| Exercise goal |
Among the records below, find each line containing the word "crate" and copy it.
BEGIN Data for review
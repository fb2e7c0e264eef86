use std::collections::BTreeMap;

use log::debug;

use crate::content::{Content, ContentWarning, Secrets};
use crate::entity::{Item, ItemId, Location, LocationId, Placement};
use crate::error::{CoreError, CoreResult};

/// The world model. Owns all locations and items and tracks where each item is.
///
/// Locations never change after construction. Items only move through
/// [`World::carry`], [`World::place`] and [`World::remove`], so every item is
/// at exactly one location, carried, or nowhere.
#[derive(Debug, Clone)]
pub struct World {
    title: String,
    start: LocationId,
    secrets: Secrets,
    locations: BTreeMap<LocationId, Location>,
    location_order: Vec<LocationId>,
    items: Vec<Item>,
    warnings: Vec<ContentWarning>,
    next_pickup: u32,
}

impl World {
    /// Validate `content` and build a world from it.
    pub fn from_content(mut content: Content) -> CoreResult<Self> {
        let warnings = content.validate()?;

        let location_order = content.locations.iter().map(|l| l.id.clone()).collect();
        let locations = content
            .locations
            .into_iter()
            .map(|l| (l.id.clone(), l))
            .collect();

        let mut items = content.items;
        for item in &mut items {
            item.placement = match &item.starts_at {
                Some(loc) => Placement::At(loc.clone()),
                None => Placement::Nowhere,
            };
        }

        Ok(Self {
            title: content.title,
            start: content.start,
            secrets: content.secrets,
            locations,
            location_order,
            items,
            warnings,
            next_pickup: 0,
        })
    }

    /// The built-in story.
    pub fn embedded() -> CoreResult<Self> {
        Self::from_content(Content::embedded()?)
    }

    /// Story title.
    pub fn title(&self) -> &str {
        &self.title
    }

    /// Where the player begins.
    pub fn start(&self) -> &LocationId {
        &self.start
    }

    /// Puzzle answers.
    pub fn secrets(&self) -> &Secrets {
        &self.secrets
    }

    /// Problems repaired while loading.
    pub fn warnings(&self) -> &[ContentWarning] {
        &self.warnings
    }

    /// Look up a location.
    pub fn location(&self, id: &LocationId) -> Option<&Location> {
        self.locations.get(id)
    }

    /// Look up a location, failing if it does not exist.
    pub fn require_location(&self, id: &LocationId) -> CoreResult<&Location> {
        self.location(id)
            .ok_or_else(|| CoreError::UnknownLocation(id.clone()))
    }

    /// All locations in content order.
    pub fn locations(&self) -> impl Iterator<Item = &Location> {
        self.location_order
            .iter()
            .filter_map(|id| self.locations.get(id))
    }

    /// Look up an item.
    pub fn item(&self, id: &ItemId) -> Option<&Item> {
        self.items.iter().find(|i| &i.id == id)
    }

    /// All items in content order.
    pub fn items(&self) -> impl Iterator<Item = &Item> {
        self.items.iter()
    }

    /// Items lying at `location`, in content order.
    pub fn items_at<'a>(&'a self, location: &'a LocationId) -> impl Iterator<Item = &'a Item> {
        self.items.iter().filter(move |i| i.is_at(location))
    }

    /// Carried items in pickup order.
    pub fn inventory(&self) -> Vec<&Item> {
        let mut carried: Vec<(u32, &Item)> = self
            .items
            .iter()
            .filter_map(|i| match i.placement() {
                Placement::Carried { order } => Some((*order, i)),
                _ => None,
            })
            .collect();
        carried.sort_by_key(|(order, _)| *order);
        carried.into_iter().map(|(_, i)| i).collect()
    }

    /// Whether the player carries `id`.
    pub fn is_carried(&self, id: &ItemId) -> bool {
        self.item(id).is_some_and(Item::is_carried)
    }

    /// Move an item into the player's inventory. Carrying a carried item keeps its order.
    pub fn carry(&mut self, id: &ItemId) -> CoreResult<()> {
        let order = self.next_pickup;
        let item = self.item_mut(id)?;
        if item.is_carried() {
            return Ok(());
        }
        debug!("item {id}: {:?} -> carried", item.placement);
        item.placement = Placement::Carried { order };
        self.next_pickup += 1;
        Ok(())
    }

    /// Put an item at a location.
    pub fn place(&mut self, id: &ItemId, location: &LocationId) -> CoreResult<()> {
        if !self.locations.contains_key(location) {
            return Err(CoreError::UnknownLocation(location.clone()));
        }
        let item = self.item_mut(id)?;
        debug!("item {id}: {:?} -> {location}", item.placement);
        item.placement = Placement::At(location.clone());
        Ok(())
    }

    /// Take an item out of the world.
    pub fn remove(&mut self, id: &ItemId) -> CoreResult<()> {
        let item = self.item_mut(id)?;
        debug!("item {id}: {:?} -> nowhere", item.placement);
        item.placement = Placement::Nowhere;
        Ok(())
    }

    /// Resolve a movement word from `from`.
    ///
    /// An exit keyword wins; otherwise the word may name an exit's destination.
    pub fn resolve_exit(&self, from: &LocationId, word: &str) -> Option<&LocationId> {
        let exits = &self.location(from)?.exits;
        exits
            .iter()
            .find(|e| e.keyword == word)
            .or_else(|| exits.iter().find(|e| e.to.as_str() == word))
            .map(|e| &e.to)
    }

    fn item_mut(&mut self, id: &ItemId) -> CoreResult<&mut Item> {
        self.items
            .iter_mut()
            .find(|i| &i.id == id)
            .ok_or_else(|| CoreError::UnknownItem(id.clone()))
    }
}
END Data for review
| Answer for the task |
use crate::content::{Content, ContentWarning, Secrets};
use crate::entity::{Item, ItemId, Location, LocationId, Placement};
use crate::error::{CoreError, CoreResult};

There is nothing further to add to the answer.